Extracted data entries
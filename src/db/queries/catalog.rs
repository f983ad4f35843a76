use rusqlite::{Connection, params};

use super::{Filter, UpdateBuilder, now};
use crate::db::from_row::{COURSE_COLS, LESSON_COLS, MODULE_COLS, query_all, query_one};
use crate::error::Result;
use crate::id::EntityType;
use crate::models::*;

// ============ Courses ============

pub fn create_course(
    conn: &Connection,
    instructor_id: &str,
    input: &CreateCourse,
    default_currency: &str,
) -> Result<Course> {
    let id = EntityType::Course.gen_id();
    let now = now();
    let currency = input
        .currency
        .as_deref()
        .unwrap_or(default_currency)
        .to_lowercase();
    let level = input.level.unwrap_or(CourseLevel::Beginner);

    conn.execute(
        "INSERT INTO courses (id, slug, title, subtitle, description, instructor_id, price_cents, currency, level, thumbnail_url, published, created_at, updated_at)
         VALUES (?1, ?2, ?3, ?4, ?5, ?6, ?7, ?8, ?9, ?10, 0, ?11, ?12)",
        params![
            &id,
            &input.slug,
            input.title.trim(),
            &input.subtitle,
            &input.description,
            instructor_id,
            input.price_cents,
            &currency,
            level.as_ref(),
            &input.thumbnail_url,
            now,
            now
        ],
    )?;

    Ok(Course {
        id,
        slug: input.slug.clone(),
        title: input.title.trim().to_string(),
        subtitle: input.subtitle.clone(),
        description: input.description.clone(),
        instructor_id: instructor_id.to_string(),
        price_cents: input.price_cents,
        currency,
        level,
        thumbnail_url: input.thumbnail_url.clone(),
        published: false,
        created_at: now,
        updated_at: now,
        deleted_at: None,
    })
}

pub fn get_course_by_id(conn: &Connection, id: &str) -> Result<Option<Course>> {
    query_one(
        conn,
        &format!(
            "SELECT {} FROM courses WHERE id = ?1 AND deleted_at IS NULL",
            COURSE_COLS
        ),
        &[&id],
    )
}

pub fn get_course_by_slug(conn: &Connection, slug: &str) -> Result<Option<Course>> {
    query_one(
        conn,
        &format!(
            "SELECT {} FROM courses WHERE slug = ?1 AND deleted_at IS NULL",
            COURSE_COLS
        ),
        &[&slug],
    )
}

pub fn slug_exists(conn: &Connection, slug: &str) -> Result<bool> {
    Ok(conn.query_row(
        "SELECT EXISTS(SELECT 1 FROM courses WHERE slug = ?1)",
        params![slug],
        |row| row.get(0),
    )?)
}

/// Catalog listing: published, non-deleted courses.
pub fn list_published_courses(
    conn: &Connection,
    query: &CourseListQuery,
    limit: i64,
    offset: i64,
) -> Result<(Vec<Course>, i64)> {
    let mut filter = Filter::default();
    filter.raw("published = 1");
    filter.raw("deleted_at IS NULL");
    filter.push_opt(
        "LOWER(title) LIKE ? ESCAPE '\\'",
        query
            .q
            .as_deref()
            .map(str::trim)
            .filter(|q| !q.is_empty())
            .map(|q| format!("%{}%", escape_like(&q.to_lowercase()))),
    );
    filter.push_opt("level = ?", query.level.map(|l| l.as_ref().to_string()));
    filter.paginate(conn, COURSE_COLS, "courses", "created_at DESC", limit, offset)
}

/// Staff listing; `instructor_id = None` lists every course (admins).
pub fn list_courses_for_staff(
    conn: &Connection,
    instructor_id: Option<&str>,
    limit: i64,
    offset: i64,
) -> Result<(Vec<Course>, i64)> {
    let mut filter = Filter::default();
    filter.raw("deleted_at IS NULL");
    filter.push_opt("instructor_id = ?", instructor_id.map(String::from));
    filter.paginate(conn, COURSE_COLS, "courses", "created_at DESC", limit, offset)
}

fn escape_like(s: &str) -> String {
    s.replace('\\', "\\\\").replace('%', "\\%").replace('_', "\\_")
}

pub fn update_course(conn: &Connection, id: &str, input: &UpdateCourse) -> Result<Option<Course>> {
    let updated = UpdateBuilder::new("courses", id)
        .with_updated_at()
        .live_only()
        .set_opt("slug", input.slug.clone())
        .set_opt("title", input.title.as_ref().map(|t| t.trim().to_string()))
        .set_opt("description", input.description.clone())
        .set_opt("price_cents", input.price_cents)
        .set_opt("currency", input.currency.as_ref().map(|c| c.to_lowercase()))
        .set_opt("level", input.level.map(|l| l.as_ref().to_string()));
    let updated = match &input.subtitle {
        Some(subtitle) => updated.set_nullable("subtitle", subtitle.clone()),
        None => updated,
    };
    let updated = match &input.thumbnail_url {
        Some(url) => updated.set_nullable("thumbnail_url", url.clone()),
        None => updated,
    };
    match updated.execute_returning(conn, COURSE_COLS)? {
        Some(course) => Ok(Some(course)),
        None => get_course_by_id(conn, id),
    }
}

pub fn set_course_published(conn: &Connection, id: &str, published: bool) -> Result<Option<Course>> {
    UpdateBuilder::new("courses", id)
        .with_updated_at()
        .live_only()
        .set("published", published as i64)
        .execute_returning(conn, COURSE_COLS)
}

#[derive(Debug, Clone, Copy, PartialEq, Eq)]
pub enum CourseDeletion {
    /// Nobody ever bought it; rows are gone
    Hard,
    /// Purchases or enrollments reference it; hidden and kept for history
    Soft,
}

/// Delete a course, keeping the row when purchases or enrollments reference it.
pub fn delete_course(conn: &Connection, id: &str) -> Result<CourseDeletion> {
    let referenced: bool = conn.query_row(
        "SELECT EXISTS(SELECT 1 FROM enrollments WHERE course_id = ?1)
             OR EXISTS(SELECT 1 FROM purchase_items WHERE course_id = ?1)",
        params![id],
        |row| row.get(0),
    )?;

    if referenced {
        let now = now();
        conn.execute(
            "UPDATE courses SET published = 0, deleted_at = ?1, updated_at = ?1 WHERE id = ?2",
            params![now, id],
        )?;
        conn.execute("DELETE FROM cart_items WHERE course_id = ?1", params![id])?;
        Ok(CourseDeletion::Soft)
    } else {
        conn.execute("DELETE FROM courses WHERE id = ?1", params![id])?;
        Ok(CourseDeletion::Hard)
    }
}

// ============ Modules ============

fn next_position(conn: &Connection, sql: &str, parent_id: &str) -> Result<i64> {
    let max: Option<i64> = conn.query_row(sql, params![parent_id], |row| row.get(0))?;
    Ok(max.map(|m| m + 1).unwrap_or(0))
}

pub fn create_module(conn: &Connection, course_id: &str, input: &CreateModule) -> Result<CourseModule> {
    let id = EntityType::Module.gen_id();
    let now = now();
    let position = match input.position {
        Some(p) => p,
        None => next_position(
            conn,
            "SELECT MAX(position) FROM course_modules WHERE course_id = ?1",
            course_id,
        )?,
    };

    conn.execute(
        "INSERT INTO course_modules (id, course_id, title, position, created_at)
         VALUES (?1, ?2, ?3, ?4, ?5)",
        params![&id, course_id, input.title.trim(), position, now],
    )?;

    Ok(CourseModule {
        id,
        course_id: course_id.to_string(),
        title: input.title.trim().to_string(),
        position,
        created_at: now,
    })
}

pub fn get_module_by_id(conn: &Connection, id: &str) -> Result<Option<CourseModule>> {
    query_one(
        conn,
        &format!("SELECT {} FROM course_modules WHERE id = ?1", MODULE_COLS),
        &[&id],
    )
}

pub fn list_modules_for_course(conn: &Connection, course_id: &str) -> Result<Vec<CourseModule>> {
    query_all(
        conn,
        &format!(
            "SELECT {} FROM course_modules WHERE course_id = ?1 ORDER BY position, created_at",
            MODULE_COLS
        ),
        &[&course_id],
    )
}

pub fn update_module(conn: &Connection, id: &str, input: &UpdateModule) -> Result<Option<CourseModule>> {
    let updated = UpdateBuilder::new("course_modules", id)
        .set_opt("title", input.title.as_ref().map(|t| t.trim().to_string()))
        .set_opt("position", input.position)
        .execute_returning(conn, MODULE_COLS)?;
    match updated {
        Some(module) => Ok(Some(module)),
        None => get_module_by_id(conn, id),
    }
}

pub fn delete_module(conn: &Connection, id: &str) -> Result<bool> {
    let deleted = conn.execute("DELETE FROM course_modules WHERE id = ?1", params![id])?;
    Ok(deleted > 0)
}

// ============ Lessons ============

pub fn create_lesson(conn: &Connection, module: &CourseModule, input: &CreateLesson) -> Result<Lesson> {
    let id = EntityType::Lesson.gen_id();
    let now = now();
    let position = match input.position {
        Some(p) => p,
        None => next_position(
            conn,
            "SELECT MAX(position) FROM lessons WHERE module_id = ?1",
            &module.id,
        )?,
    };

    conn.execute(
        "INSERT INTO lessons (id, module_id, course_id, title, content, duration_seconds, is_preview, position, created_at, updated_at)
         VALUES (?1, ?2, ?3, ?4, ?5, ?6, ?7, ?8, ?9, ?10)",
        params![
            &id,
            &module.id,
            &module.course_id,
            input.title.trim(),
            &input.content,
            input.duration_seconds,
            input.is_preview as i64,
            position,
            now,
            now
        ],
    )?;

    Ok(Lesson {
        id,
        module_id: module.id.clone(),
        course_id: module.course_id.clone(),
        title: input.title.trim().to_string(),
        content: input.content.clone(),
        video_blob: None,
        video_content_type: None,
        video_size: None,
        duration_seconds: input.duration_seconds,
        is_preview: input.is_preview,
        position,
        created_at: now,
        updated_at: now,
    })
}

pub fn get_lesson_by_id(conn: &Connection, id: &str) -> Result<Option<Lesson>> {
    query_one(
        conn,
        &format!("SELECT {} FROM lessons WHERE id = ?1", LESSON_COLS),
        &[&id],
    )
}

/// Lessons in outline order: module position, then lesson position.
pub fn list_lessons_for_course(conn: &Connection, course_id: &str) -> Result<Vec<Lesson>> {
    query_all(
        conn,
        &format!(
            "SELECT {} FROM lessons WHERE course_id = ?1
             ORDER BY (SELECT position FROM course_modules m WHERE m.id = lessons.module_id), position, created_at",
            LESSON_COLS
        ),
        &[&course_id],
    )
}

pub fn count_lessons_for_course(conn: &Connection, course_id: &str) -> Result<i64> {
    Ok(conn.query_row(
        "SELECT COUNT(*) FROM lessons WHERE course_id = ?1",
        params![course_id],
        |row| row.get(0),
    )?)
}

/// `module_id`, when set, must already be verified to belong to the same course.
pub fn update_lesson(conn: &Connection, id: &str, input: &UpdateLesson) -> Result<Option<Lesson>> {
    let updated = UpdateBuilder::new("lessons", id)
        .with_updated_at()
        .set_opt("title", input.title.as_ref().map(|t| t.trim().to_string()))
        .set_opt("content", input.content.clone())
        .set_opt("duration_seconds", input.duration_seconds)
        .set_opt("is_preview", input.is_preview.map(|p| p as i64))
        .set_opt("position", input.position)
        .set_opt("module_id", input.module_id.clone())
        .execute_returning(conn, LESSON_COLS)?;
    match updated {
        Some(lesson) => Ok(Some(lesson)),
        None => get_lesson_by_id(conn, id),
    }
}

pub fn delete_lesson(conn: &Connection, id: &str) -> Result<bool> {
    let deleted = conn.execute("DELETE FROM lessons WHERE id = ?1", params![id])?;
    Ok(deleted > 0)
}

/// Point a lesson at a stored video blob, returning the blob it replaced.
pub fn set_lesson_video(
    conn: &Connection,
    id: &str,
    blob: Option<(&str, &str, i64)>,
) -> Result<Option<String>> {
    let previous: Option<String> = conn.query_row(
        "SELECT video_blob FROM lessons WHERE id = ?1",
        params![id],
        |row| row.get(0),
    )?;
    let (name, content_type, size) = match blob {
        Some((n, ct, s)) => (Some(n), Some(ct), Some(s)),
        None => (None, None, None),
    };
    UpdateBuilder::new("lessons", id)
        .with_updated_at()
        .set_nullable("video_blob", name.map(String::from))
        .set_nullable("video_content_type", content_type.map(String::from))
        .set_nullable("video_size", size)
        .execute(conn)?;
    Ok(previous)
}

// ============ Outline ============

pub fn get_course_outline(conn: &Connection, course: Course) -> Result<CourseOutline> {
    let instructor_name: String = conn
        .query_row(
            "SELECT name FROM users WHERE id = ?1",
            params![&course.instructor_id],
            |row| row.get(0),
        )
        .unwrap_or_default();

    let lessons = list_lessons_for_course(conn, &course.id)?;
    let total_lessons = lessons.len() as i64;
    let total_duration_seconds = lessons.iter().map(|l| l.duration_seconds).sum();

    let modules = list_modules_for_course(conn, &course.id)?
        .into_iter()
        .map(|module| {
            let lessons = lessons
                .iter()
                .filter(|l| l.module_id == module.id)
                .map(Lesson::summary)
                .collect();
            ModuleOutline { module, lessons }
        })
        .collect();

    Ok(CourseOutline {
        course,
        instructor_name,
        modules,
        total_lessons,
        total_duration_seconds,
    })
}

- _EXERCISE OBJECTIVE_:
All lines in the records above that contain "INSERT" are to be reported.

- _RESPONSE AREA_:
        "INSERT INTO courses (id, slug, title, subtitle, description, instructor_id, price_cents, currency, level, thumbnail_url, published, created_at, updated_at)
        "INSERT INTO course_modules (id, course_id, title, position, created_at)
        "INSERT INTO lessons (id, module_id, course_id, title, content, duration_seconds, is_preview, position, created_at, updated_at)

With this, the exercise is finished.